WORK ORDER: Repeat the data exactly, with every line included.

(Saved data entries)
───

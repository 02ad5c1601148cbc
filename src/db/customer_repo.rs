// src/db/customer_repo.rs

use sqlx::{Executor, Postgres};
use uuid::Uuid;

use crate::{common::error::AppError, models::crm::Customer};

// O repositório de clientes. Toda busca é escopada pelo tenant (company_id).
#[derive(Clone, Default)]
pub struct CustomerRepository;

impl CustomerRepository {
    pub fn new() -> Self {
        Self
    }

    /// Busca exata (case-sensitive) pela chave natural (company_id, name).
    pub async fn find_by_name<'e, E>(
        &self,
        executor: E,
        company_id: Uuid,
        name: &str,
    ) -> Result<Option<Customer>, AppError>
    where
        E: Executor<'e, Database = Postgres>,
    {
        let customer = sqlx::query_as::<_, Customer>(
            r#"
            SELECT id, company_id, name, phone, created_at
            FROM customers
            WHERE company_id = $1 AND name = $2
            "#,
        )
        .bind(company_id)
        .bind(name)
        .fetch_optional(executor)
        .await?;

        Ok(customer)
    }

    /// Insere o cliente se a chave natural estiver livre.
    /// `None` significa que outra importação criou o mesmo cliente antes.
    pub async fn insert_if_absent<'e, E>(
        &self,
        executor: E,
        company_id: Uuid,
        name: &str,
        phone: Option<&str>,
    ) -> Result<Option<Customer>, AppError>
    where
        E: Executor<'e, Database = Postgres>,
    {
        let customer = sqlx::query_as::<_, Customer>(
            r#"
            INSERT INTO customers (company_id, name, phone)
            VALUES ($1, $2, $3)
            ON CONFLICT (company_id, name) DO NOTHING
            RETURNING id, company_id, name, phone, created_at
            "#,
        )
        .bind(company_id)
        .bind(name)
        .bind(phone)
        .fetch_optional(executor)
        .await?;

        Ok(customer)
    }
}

───

ANSWER BOX:
repository 02ad5c1601148cbc
filename src/db/customer_repo.rs
// src/db/customer_repo.rs

use sqlx::{Executor, Postgres};
use uuid::Uuid;

use crate::{common::error::AppError, models::crm::Customer};

// O repositório de clientes. Toda busca é escopada pelo tenant (company_id).
#[derive(Clone, Default)]
pub struct CustomerRepository;

impl CustomerRepository {
    pub fn new() -> Self {
        Self
    }

    /// Busca exata (case-sensitive) pela chave natural (company_id, name).
    pub async fn find_by_name<'e, E>(
        &self,
        executor: E,
        company_id: Uuid,
        name: &str,
    ) -> Result<Option<Customer>, AppError>
    where
        E: Executor<'e, Database = Postgres>,
    {
        let customer = sqlx::query_as::<_, Customer>(
            r#"
            SELECT id, company_id, name, phone, created_at
            FROM customers
            WHERE company_id = $1 AND name = $2
            "#,
        )
        .bind(company_id)
        .bind(name)
        .fetch_optional(executor)
        .await?;

        Ok(customer)
    }

    /// Insere o cliente se a chave natural estiver livre.
    /// `None` significa que outra importação criou o mesmo cliente antes.
    pub async fn insert_if_absent<'e, E>(
        &self,
        executor: E,
        company_id: Uuid,
        name: &str,
        phone: Option<&str>,
    ) -> Result<Option<Customer>, AppError>
    where
        E: Executor<'e, Database = Postgres>,
    {
        let customer = sqlx::query_as::<_, Customer>(
            r#"
            INSERT INTO customers (company_id, name, phone)
            VALUES ($1, $2, $3)
            ON CONFLICT (company_id, name) DO NOTHING
            RETURNING id, company_id, name, phone, created_at
            "#,
        )
        .bind(company_id)
        .bind(name)
        .bind(phone)
        .fetch_optional(executor)
        .await?;

        Ok(customer)
    }
}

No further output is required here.